## Exercise
Each line of the data below holding the word "other" must be copied.

----------

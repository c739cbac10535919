//! Command-line argument handling
//!
//! Arguments reach `init` as raw OS strings. They are decoded to UTF-8 first and
//! then split into the application's own arguments and the reserved blocks that
//! start at `--ros-args` and run until `--` or the end of the vector. Every token
//! inside a reserved block must be a recognized option.

use crate::error::ContextError;
use serde::{Deserialize, Serialize};
use std::ffi::OsString;
use std::os::unix::ffi::OsStringExt;
use std::path::PathBuf;
use std::str::FromStr;

/// Token that opens a reserved argument block.
pub const ROS_ARGS_FLAG: &str = "--ros-args";

/// Token that closes a reserved argument block.
pub const ROS_ARGS_END: &str = "--";

/// Decode raw arguments to UTF-8 strings.
///
/// The first undecodable argument fails the whole call with the underlying
/// [`std::string::FromUtf8Error`].
pub fn decode_args<I, S>(args: I) -> Result<Vec<String>, ContextError>
where
    I: IntoIterator<Item = S>,
    S: Into<OsString>,
{
    args.into_iter()
        .map(|arg| String::from_utf8(arg.into().into_vec()).map_err(ContextError::from))
        .collect()
}

/// Severity accepted by `--log-level`.
#[derive(Debug, Clone, Copy, PartialEq, Eq, Serialize, Deserialize)]
#[serde(rename_all = "lowercase")]
pub enum LogSeverity {
    Unset,
    Debug,
    Info,
    Warn,
    Error,
    Fatal,
}

impl FromStr for LogSeverity {
    type Err = String;

    fn from_str(s: &str) -> Result<Self, Self::Err> {
        match s.to_ascii_lowercase().as_str() {
            "unset" => Ok(LogSeverity::Unset),
            "debug" => Ok(LogSeverity::Debug),
            "info" => Ok(LogSeverity::Info),
            "warn" | "warning" => Ok(LogSeverity::Warn),
            "error" => Ok(LogSeverity::Error),
            "fatal" => Ok(LogSeverity::Fatal),
            other => Err(format!("unknown log severity '{}'", other)),
        }
    }
}

/// `[node:]from:=to`
#[derive(Debug, Clone, PartialEq, Eq, Serialize, Deserialize)]
pub struct RemapRule {
    #[serde(skip_serializing_if = "Option::is_none")]
    pub node: Option<String>,
    pub from: String,
    pub to: String,
}

impl RemapRule {
    /// Whether the rule applies to a node originally named `node_name`.
    pub fn applies_to(&self, node_name: &str) -> bool {
        self.node.as_deref().map_or(true, |n| n == node_name)
    }
}

/// `[node:]name:=value`
#[derive(Debug, Clone, PartialEq, Eq, Serialize, Deserialize)]
pub struct ParameterOverride {
    #[serde(skip_serializing_if = "Option::is_none")]
    pub node: Option<String>,
    pub name: String,
    pub value: String,
}

/// Log severities requested with `--log-level`.
#[derive(Debug, Clone, Default, PartialEq, Eq, Serialize, Deserialize)]
pub struct LogLevels {
    #[serde(skip_serializing_if = "Option::is_none")]
    pub default: Option<LogSeverity>,
    #[serde(default)]
    pub loggers: Vec<(String, LogSeverity)>,
}

/// Result of parsing an argument vector.
#[derive(Debug, Clone, Default, PartialEq, Eq, Serialize, Deserialize)]
pub struct ParsedArguments {
    /// Arguments outside every reserved block, in their original order.
    pub non_ros_args: Vec<String>,
    pub remap_rules: Vec<RemapRule>,
    pub parameter_overrides: Vec<ParameterOverride>,
    pub parameter_files: Vec<PathBuf>,
    pub log_levels: LogLevels,
    pub log_config_file: Option<PathBuf>,
    pub log_file_name: Option<String>,
    pub enclave: Option<String>,
    pub rosout_logs: Option<bool>,
    pub stdout_logs: Option<bool>,
    pub external_lib_logs: Option<bool>,
}

impl ParsedArguments {
    /// Last remap rule for `from` that applies to `node_name`.
    pub fn remap_for(&self, node_name: &str, from: &str) -> Option<&str> {
        self.remap_rules
            .iter()
            .rev()
            .find(|rule| rule.from == from && rule.applies_to(node_name))
            .map(|rule| rule.to.as_str())
    }
}

/// Parse an already decoded argument vector.
pub fn parse_arguments(args: &[String]) -> Result<ParsedArguments, ContextError> {
    let mut parsed = ParsedArguments::default();
    let mut unknown = Vec::new();
    let mut in_block = false;
    let mut i = 0;

    while i < args.len() {
        let token = args[i].as_str();
        i += 1;

        if !in_block {
            if token == ROS_ARGS_FLAG {
                in_block = true;
            } else {
                parsed.non_ros_args.push(token.to_string());
            }
            continue;
        }

        match token {
            ROS_ARGS_END => in_block = false,
            ROS_ARGS_FLAG => {}
            "-r" | "--remap" => {
                let value = take_value(args, &mut i, token, "remap rule")?;
                let (node, from, to) = split_assignment(value, token)?;
                parsed.remap_rules.push(RemapRule { node, from, to });
            }
            "-p" | "--param" => {
                let value = take_value(args, &mut i, token, "parameter assignment")?;
                let (node, name, value) = split_assignment(value, token)?;
                parsed
                    .parameter_overrides
                    .push(ParameterOverride { node, name, value });
            }
            "--params-file" => {
                let value = take_value(args, &mut i, token, "parameter file path")?;
                parsed.parameter_files.push(PathBuf::from(value));
            }
            "--log-level" => {
                let value = take_value(args, &mut i, token, "log level")?;
                parse_log_level(value, &mut parsed.log_levels)?;
            }
            "--log-config-file" => {
                let value = take_value(args, &mut i, token, "log config file path")?;
                parsed.log_config_file = Some(PathBuf::from(value));
            }
            "--log-file-name" => {
                let value = take_value(args, &mut i, token, "log file name")?;
                parsed.log_file_name = Some(value.to_string());
            }
            "-e" | "--enclave" => {
                let value = take_value(args, &mut i, token, "enclave name")?;
                parsed.enclave = Some(value.to_string());
            }
            "--enable-rosout-logs" => parsed.rosout_logs = Some(true),
            "--disable-rosout-logs" => parsed.rosout_logs = Some(false),
            "--enable-stdout-logs" => parsed.stdout_logs = Some(true),
            "--disable-stdout-logs" => parsed.stdout_logs = Some(false),
            "--enable-external-lib-logs" => parsed.external_lib_logs = Some(true),
            "--disable-external-lib-logs" => parsed.external_lib_logs = Some(false),
            other => unknown.push(other.to_string()),
        }
    }

    if !unknown.is_empty() {
        return Err(ContextError::UnknownRosArgs(unknown));
    }
    Ok(parsed)
}

/// Return only the arguments outside reserved blocks.
///
/// Fails the same way [`parse_arguments`] does, so malformed blocks are never
/// silently dropped.
pub fn remove_ros_args(args: &[String]) -> Result<Vec<String>, ContextError> {
    Ok(parse_arguments(args)?.non_ros_args)
}

fn take_value<'a>(
    args: &'a [String],
    i: &mut usize,
    flag: &str,
    what: &str,
) -> Result<&'a str, ContextError> {
    match args.get(*i) {
        Some(value) if value != ROS_ARGS_END => {
            *i += 1;
            Ok(value.as_str())
        }
        _ => Err(ContextError::InvalidRosArgs(format!(
            "Couldn't parse trailing {} flag. No {} found.",
            flag, what
        ))),
    }
}

/// Split `[node:]lhs:=rhs`.
fn split_assignment(
    value: &str,
    flag: &str,
) -> Result<(Option<String>, String, String), ContextError> {
    let invalid = || {
        ContextError::InvalidRosArgs(format!(
            "Couldn't parse {} value '{}': expected [node:]name:=value",
            flag, value
        ))
    };

    let (lhs, rhs) = value.split_once(":=").ok_or_else(invalid)?;
    let (node, lhs) = match lhs.split_once(':') {
        Some((node, rest)) if !node.is_empty() => (Some(node.to_string()), rest),
        Some(_) => return Err(invalid()),
        None => (None, lhs),
    };
    if lhs.is_empty() || rhs.is_empty() {
        return Err(invalid());
    }
    Ok((node, lhs.to_string(), rhs.to_string()))
}

fn parse_log_level(value: &str, levels: &mut LogLevels) -> Result<(), ContextError> {
    let severity = |s: &str| {
        s.parse::<LogSeverity>().map_err(|e| {
            ContextError::InvalidRosArgs(format!("Couldn't parse log level '{}': {}", value, e))
        })
    };

    match value.split_once(":=") {
        Some((logger, level)) if !logger.is_empty() => {
            let level = severity(level)?;
            levels.loggers.push((logger.to_string(), level));
        }
        Some(_) => {
            return Err(ContextError::InvalidRosArgs(format!(
                "Couldn't parse log level '{}': empty logger name",
                value
            )))
        }
        None => levels.default = Some(severity(value)?),
    }
    Ok(())
}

----------

## Answer box
            other => Err(format!("unknown log severity '{}'", other)),
            other => unknown.push(other.to_string()),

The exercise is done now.